Ao se estudar a cultura ameríndia e mais especificamente as crianças dessas


comunidades se percebe as diferenças do que conhecemos como criança na nossa
cultura urbana. Esses estudos são importantes visto que pesquisas sobre infância a partir
do foco nelas e não no que os pesquisadores pensam sobre elas ainda são escassos.
A natureza na cultura indígena não é vista como algo separado e sim ela faz
parte do processo de aprendizagem, nos rituais e na vida cotidiana. Para se compreender
essa cultura é necessário “dar o passo ao lado” e nos desatrelarmos das nossas visões de
mundo, pois para os indígenas os processos são diferentes dos nossos.

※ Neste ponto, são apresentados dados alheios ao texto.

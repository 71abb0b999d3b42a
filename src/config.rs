use crate::units::{Degrees, Gearing};
use serde::{Deserialize, Serialize};
use std::collections::BTreeMap;
use thiserror::Error;

#[derive(Debug, Error)]
pub enum ConfigError {
    #[error("axis {axis}: required axis parameter {parameter} (max velocity) is missing")]
    MissingMaxVelocity { axis: String, parameter: u8 },
    #[error("axis {axis}: max velocity must be positive, got {value}")]
    NonPositiveMaxVelocity { axis: String, value: i32 },
    #[error("axis {axis}: limit-min {min} must be below limit-max {max}")]
    InvalidLimits { axis: String, min: f64, max: f64 },
    #[error("axis {axis}: loop-period must be positive")]
    InvalidLoopPeriod { axis: String },
}

/* Config */
#[derive(Debug, Clone, Serialize, Deserialize)]
#[serde(default, rename_all = "kebab-case")]
pub struct Config {
    pub serial: SerialSettings,
    pub mount: MountSettings,
    pub azimuth: AxisSettings,
    pub elevation: AxisSettings,
    pub metrics: MetricsSettings,
}

impl Default for Config {
    fn default() -> Self {
        Self {
            serial: SerialSettings::default(),
            mount: MountSettings::default(),
            azimuth: AxisSettings::azimuth(),
            elevation: AxisSettings::elevation(),
            metrics: MetricsSettings::default(),
        }
    }
}

impl Config {
    pub fn validate(&self) -> Result<(), ConfigError> {
        self.azimuth.validate()?;
        self.elevation.validate()
    }
}

/* Serial link settings */
#[derive(Debug, Clone, Serialize, Deserialize)]
#[serde(default, rename_all = "kebab-case")]
pub struct SerialSettings {
    /// Candidate device paths; empty for automatic enumeration.
    pub ports: Vec<String>,
    pub baud_rate: u32,
    pub timeout_millis: u64,
    /// Replace the serial link with simulated drive modules.
    pub simulate: bool,
}

impl Default for SerialSettings {
    fn default() -> Self {
        Self {
            ports: Vec::new(),
            baud_rate: 1_000_000,
            timeout_millis: 50,
            simulate: false,
        }
    }
}

/* Mount-level settings */
#[derive(Debug, Clone, Serialize, Deserialize)]
#[serde(default, rename_all = "kebab-case")]
pub struct MountSettings {
    pub name: String,
    /// Settle time between reaching a waypoint and capturing its frame.
    pub calibration_settle_secs: u64,
    pub site: Site,
    /// Mount-frame waypoints visited by a calibration run.
    pub calibration_points: Vec<CalibrationPoint>,
}

impl Default for MountSettings {
    fn default() -> Self {
        Self {
            name: "mount".to_string(),
            calibration_settle_secs: 60,
            site: Site::default(),
            calibration_points: vec![
                CalibrationPoint::new(-90., 25.),
                CalibrationPoint::new(-45., 45.),
                CalibrationPoint::new(0., 60.),
                CalibrationPoint::new(45., 45.),
                CalibrationPoint::new(90., 25.),
            ],
        }
    }
}

#[derive(Debug, Copy, Clone, Serialize, Deserialize)]
#[serde(rename_all = "kebab-case")]
pub struct Site {
    pub latitude: Degrees,
    pub longitude: Degrees,
    pub altitude: f64,
}

impl Default for Site {
    fn default() -> Self {
        Self {
            latitude: 51.05,
            longitude: 4.36,
            altitude: 15.,
        }
    }
}

#[derive(Debug, Copy, Clone, Serialize, Deserialize)]
#[serde(rename_all = "kebab-case")]
pub struct CalibrationPoint {
    pub azimuth: Degrees,
    pub elevation: Degrees,
}

impl CalibrationPoint {
    pub fn new(azimuth: Degrees, elevation: Degrees) -> Self {
        Self { azimuth, elevation }
    }
}

/* Per-axis settings */
#[derive(Debug, Clone, Serialize, Deserialize)]
#[serde(default, rename_all = "kebab-case")]
pub struct AxisSettings {
    pub name: String,
    /// Soft limits in the mount frame, degrees.
    pub limit_min: Degrees,
    pub limit_max: Degrees,
    /// Control-loop period in seconds.
    pub loop_period: f64,
    /// Slow-telemetry poll period in seconds.
    pub poll_interval: f64,
    /// Status publish period in seconds.
    pub publish_interval: f64,
    pub gearing: Gearing,
    /// Driver axis parameters written at startup. Parameter 4 (max velocity
    /// in microsteps/s) is required.
    #[serde(with = "numeric_keys")]
    pub axis_parameters: BTreeMap<u8, i32>,
    pub position_loop: PositionLoopSettings,
    pub off_axis_loop: OffAxisLoopSettings,
    pub thresholds: Thresholds,
}

impl Default for AxisSettings {
    fn default() -> Self {
        Self::azimuth()
    }
}

impl AxisSettings {
    pub const MAX_VELOCITY_PARAMETER: u8 = 4;

    pub fn azimuth() -> Self {
        Self {
            name: "azimuth".to_string(),
            limit_min: -180.,
            limit_max: 180.,
            ..Self::base()
        }
    }

    pub fn elevation() -> Self {
        Self {
            name: "elevation".to_string(),
            limit_min: -5.,
            limit_max: 95.,
            ..Self::base()
        }
    }

    fn base() -> Self {
        let mut axis_parameters = BTreeMap::new();
        axis_parameters.insert(4, 100_000); // max velocity, microsteps/s
        axis_parameters.insert(5, 50_000); // max acceleration
        Self {
            name: String::new(),
            limit_min: 0.,
            limit_max: 0.,
            loop_period: 0.1,
            poll_interval: 2.,
            publish_interval: 1.,
            gearing: Gearing::default(),
            axis_parameters,
            position_loop: PositionLoopSettings::default(),
            off_axis_loop: OffAxisLoopSettings::default(),
            thresholds: Thresholds::default(),
        }
    }

    /// Max velocity in microsteps/s, from axis parameter 4.
    pub fn max_velocity(&self) -> Result<i32, ConfigError> {
        self.axis_parameters
            .get(&Self::MAX_VELOCITY_PARAMETER)
            .copied()
            .ok_or_else(|| ConfigError::MissingMaxVelocity {
                axis: self.name.clone(),
                parameter: Self::MAX_VELOCITY_PARAMETER,
            })
    }

    pub fn validate(&self) -> Result<(), ConfigError> {
        let max_velocity = self.max_velocity()?;
        if max_velocity <= 0 {
            return Err(ConfigError::NonPositiveMaxVelocity {
                axis: self.name.clone(),
                value: max_velocity,
            });
        }
        if self.limit_min >= self.limit_max {
            return Err(ConfigError::InvalidLimits {
                axis: self.name.clone(),
                min: self.limit_min,
                max: self.limit_max,
            });
        }
        if self.loop_period <= 0. {
            return Err(ConfigError::InvalidLoopPeriod {
                axis: self.name.clone(),
            });
        }
        Ok(())
    }
}

#[derive(Debug, Copy, Clone, Serialize, Deserialize)]
#[serde(default, rename_all = "kebab-case")]
pub struct PositionLoopSettings {
    pub kp: f64,
    pub ki: f64,
    pub kd: f64,
    /// Sample period in seconds; defaults to the loop period, so the inner
    /// loop updates every control-loop iteration.
    pub sample_period: Option<f64>,
}

impl Default for PositionLoopSettings {
    fn default() -> Self {
        Self {
            kp: 5.,
            ki: 0.8,
            kd: 0.,
            sample_period: None,
        }
    }
}

#[derive(Debug, Copy, Clone, Serialize, Deserialize)]
#[serde(default, rename_all = "kebab-case")]
pub struct OffAxisLoopSettings {
    pub kp: f64,
    pub ki: f64,
    pub kd: f64,
    /// Sample period in seconds; longer than the loop period, so the outer
    /// loop runs slower than the inner one.
    pub sample_period: f64,
    /// Integrator windup bound, degrees.
    pub windup: f64,
}

impl Default for OffAxisLoopSettings {
    fn default() -> Self {
        Self {
            kp: 0.4,
            ki: 0.05,
            kd: 0.,
            sample_period: 1.,
            windup: 0.05,
        }
    }
}

#[derive(Debug, Copy, Clone, Serialize, Deserialize)]
#[serde(default, rename_all = "kebab-case")]
pub struct Thresholds {
    /// On-target band for the trajectory error, degrees.
    pub trajectory_on_target: Degrees,
    /// On-target band for the off-axis error, degrees.
    pub off_axis_on_target: Degrees,
}

impl Default for Thresholds {
    fn default() -> Self {
        Self {
            trajectory_on_target: 0.05,
            off_axis_on_target: 0.005,
        }
    }
}

/* Metrics endpoint */
#[derive(Default, Debug, Clone, Serialize, Deserialize)]
#[serde(default, rename_all = "kebab-case")]
pub struct MetricsSettings {
    /// UDP line-protocol endpoint, e.g. "127.0.0.1:8094"; unset logs instead.
    pub address: Option<String>,
}

/// TOML table keys are strings; the axis-parameter map is keyed by the
/// numeric driver parameter.
mod numeric_keys {
    use serde::de::{Error, MapAccess, Visitor};
    use serde::ser::SerializeMap;
    use serde::{Deserializer, Serializer};
    use std::collections::BTreeMap;
    use std::fmt::Formatter;

    pub fn serialize<S>(map: &BTreeMap<u8, i32>, serializer: S) -> Result<S::Ok, S::Error>
    where
        S: Serializer,
    {
        let mut m = serializer.serialize_map(Some(map.len()))?;
        for (key, value) in map {
            m.serialize_entry(&key.to_string(), value)?;
        }
        m.end()
    }

    struct NumericKeyVisitor;
    impl<'de> Visitor<'de> for NumericKeyVisitor {
        type Value = BTreeMap<u8, i32>;

        fn expecting(&self, formatter: &mut Formatter) -> core::fmt::Result {
            formatter.write_str("a map of numeric parameter ids to values")
        }

        fn visit_map<A>(self, mut access: A) -> Result<Self::Value, A::Error>
        where
            A: MapAccess<'de>,
        {
            let mut map = BTreeMap::new();
            while let Some((key, value)) = access.next_entry::<String, i32>()? {
                let parameter = key
                    .parse::<u8>()
                    .map_err(|_| A::Error::custom(format!("invalid parameter id: \"{key}\"")))?;
                map.insert(parameter, value);
            }
            Ok(map)
        }
    }

    pub fn deserialize<'de, D>(deserializer: D) -> Result<BTreeMap<u8, i32>, D::Error>
    where
        D: Deserializer<'de>,
    {
        deserializer.deserialize_map(NumericKeyVisitor)
    }
}
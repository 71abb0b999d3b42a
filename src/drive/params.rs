use num_enum::{IntoPrimitive, TryFromPrimitive};

/// TMCL instruction opcodes used by the mount.
#[derive(Debug, Copy, Clone, Eq, PartialEq, IntoPrimitive, TryFromPrimitive)]
#[repr(u8)]
pub enum Instruction {
    RotateRight = 1,
    RotateLeft = 2,
    MotorStop = 3,
    MoveTo = 4,
    SetAxisParameter = 5,
    GetAxisParameter = 6,
    SetGlobalParameter = 9,
    GetGlobalParameter = 10,
    GetInput = 15,
}

/// Status byte of a TMCL reply frame.
#[derive(Debug, Copy, Clone, Eq, PartialEq, IntoPrimitive, TryFromPrimitive)]
#[repr(u8)]
pub enum ReplyStatus {
    WrongChecksum = 1,
    InvalidCommand = 2,
    WrongType = 3,
    InvalidValue = 4,
    EepromLocked = 5,
    CommandNotAvailable = 6,
    Ok = 100,
    LoadedToEeprom = 101,
}

impl ReplyStatus {
    pub fn is_ok(self) -> bool {
        matches!(self, ReplyStatus::Ok | ReplyStatus::LoadedToEeprom)
    }
}

/// MVP addressing mode: absolute target position.
pub const MVP_ABSOLUTE: u8 = 0;

/// Bank selector for analog inputs of the GIO instruction.
pub const IO_BANK_ANALOG: u8 = 1;

/// Axis parameter numbers of the stepper module.
pub mod axis_param {
    pub const TARGET_POSITION: u8 = 0;
    pub const ACTUAL_POSITION: u8 = 1;
    pub const ACTUAL_SPEED: u8 = 3;
    pub const MAX_POSITIONING_SPEED: u8 = 4;
    pub const POSITION_REACHED: u8 = 8;
    pub const ERROR_FLAGS: u8 = 207;
    pub const STATUS_FLAGS: u8 = 208;
    pub const ENCODER_POSITION: u8 = 209;
}

/// Global parameter numbers (bank 0).
pub mod global_param {
    pub const SERIAL_ADDRESS: u8 = 66;
}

Através dos estudos em diferentes comunidades indígenas buscou-se
problematizar como as crianças são vistas por elas, que papéis os pequenos
desempenham na comunidade, como elas aprendem, que relações realizam com a
natureza. Perceber como as crianças indígenas se constituem são importantes para os
estudos sobre infância e os processos de aprendizagem para que não se caia no senso
comum e nas visões de infância a partir da visão adultocêntrica.